Photodynamic therapy (PDT) is a potential treatment for the peritoneal dissemination of gastric cancer, because its cytotoxicity is limited to superficial lesions. We examined the accumulation of talaporfin in peritoneal metastatic nodules and determined the optimal laser condition for these nodules. We also evaluated the pathological response after therapy. We created a peritoneal metastasis model in nude mice using the MKN-45 EGFP cell line. We evaluated the accumulation of talaporfin in peritoneal metastatic nodules and normal organs by spectrophotometric analysis 2-8 h after i.p. talaporfin.

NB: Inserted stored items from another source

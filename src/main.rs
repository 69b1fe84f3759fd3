/*!
 * Command-line interface for wixgen
 */

use std::io;
use std::sync::Arc;
use std::time::Duration;

use clap::Parser;
use indicatif::{ProgressBar, ProgressStyle};
use tracing::warn;

use wixgen::config::{Args, Config};
use wixgen::generator::Generator;
use wixgen::logging;
use wixgen::report::{ReportFormat, Reporter};
use wixgen::utils::count_files;

fn main() -> io::Result<()> {
    // Parse command line arguments
    let args = Args::parse();

    logging::init(args.verbose);

    // Create and validate configuration
    let config = Config::from_args(args);
    config.validate()?;

    let progress = if config.report == ReportFormat::Table {
        ProgressBar::new(0)
    } else {
        ProgressBar::hidden()
    };
    let style = ProgressStyle::default_bar()
        .template("{spinner:.green} {prefix:.bold.cyan} {wide_msg:.dim.white} {pos}/{len} ({percent}%)")
        .unwrap_or_else(|_| ProgressStyle::default_bar());
    progress.set_style(style);
    progress.enable_steady_tick(Duration::from_millis(100));
    progress.set_prefix("📊 Setup");
    progress.set_message(format!(
        "📂 Scanning directory: {}",
        config.build_dir.display()
    ));

    let generator = Generator::new(config.clone(), Arc::new(progress.clone()));

    // Count files for progress tracking
    let total_files = match count_files(&config.build_dir, &generator.walk_options()) {
        Ok(count) => count,
        Err(e) => {
            warn!("Failed to count files: {}", e);
            0
        }
    };
    progress.set_length(total_files);
    progress.set_prefix("📊 Writing");

    let result = generator.run();
    progress.finish_and_clear();
    let report = result?;

    Reporter::new(config.report).print_report(&report)?;

    Ok(())
}
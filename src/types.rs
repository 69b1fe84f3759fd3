/*!
 * Core types and data structures for wixgen
 */

use crate::path::NormalizedPath;

/// One directory of the build tree together with the files directly inside it
#[derive(Debug, Clone, PartialEq, Eq)]
pub struct DirectoryVisit {
    /// Full path of the directory, root included
    pub path: NormalizedPath,
    /// Names of regular files directly inside the directory
    pub files: Vec<String>,
}

impl DirectoryVisit {
    /// Create a visit from a path and its file names
    pub fn new(path: impl Into<NormalizedPath>, files: Vec<String>) -> Self {
        Self {
            path: path.into(),
            files,
        }
    }
}

/// A nested `Directory` element that is currently open in the output
#[derive(Debug, Clone, PartialEq, Eq)]
pub struct ContainerFrame {
    /// Running discriminator, 1 for the first container of a run
    pub index: u64,
    /// Identifier written to the `Id` attribute
    pub id: String,
    /// Directory name written to the `Name` attribute
    pub name: String,
    /// Nesting depth of the element in the document
    pub depth: usize,
}

/// One file turned into an installable component
#[derive(Debug, Clone, PartialEq, Eq)]
pub struct LeafRecord {
    /// Component identifier, also used as the file identifier
    pub component_id: String,
    /// Freshly generated component GUID
    pub instance_token: String,
    /// Source path of the file as referenced by the installer
    pub source: String,
}

/// Product identity written into the document preamble
#[derive(Debug, Clone, PartialEq, Eq)]
pub struct ProductInfo {
    /// Application name
    pub app_name: String,
    /// Application version
    pub app_version: String,
    /// Manufacturer name, also the name of the program files subfolder
    pub manufacturer: String,
    /// Fixed product code
    pub product_id: String,
    /// Fixed upgrade code
    pub upgrade_code: String,
    /// GUID of the primary executable component
    pub main_component_guid: String,
    /// GUID of the program menu component
    pub menu_component_guid: String,
    /// File name of the primary executable inside the build root
    pub main_executable: String,
    /// Build directory as referenced by `$(var.BuildDir)`
    pub build_dir: String,
}

impl ProductInfo {
    /// Name shown to users, e.g. `app_name 0.0.42`
    pub fn full_name(&self) -> String {
        format!("{} {}", self.app_name, self.app_version)
    }

    /// Icon resource expected next to the generated document
    pub fn icon_name(&self) -> String {
        format!("{}.ico", self.app_name)
    }
}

To determine optimal PDT conditions, we treated metastatic nodules and the small intestine using multiple laser doses (2, 5, and 10 J/cm2, respectively). Accumulation of talaporfin was detected in metastatic nodules in higher intensities than in the small intestine. The fluorescent intensity of the peritoneal metastatic nodules gradually decreased dependent on the time interval between the laser treatment and talaporfin administration. Fluorescent intensity in the small intestine decreased more than in the metastatic nodules. The pathological response rates by dose were 52.5% at 2 J/cm2, 43.2% at 5 J/cm2, and 64.4% at 10 J/cm2, respectively, when the laser treatment was used 2 h after talaporfin administration, whereas at 4 h, they were 20.8, 25.5, and 26.2%, respectively. Finally, the recommended treatment conditions were considered to be a 2 J/cm2 laser dose and a 4-h interval in terms of toxicity. Talaporfin-mediated PDT may be an effective treatment modality for patients with advanced gastric adenocarcinoma and metastatic peritoneal nodules.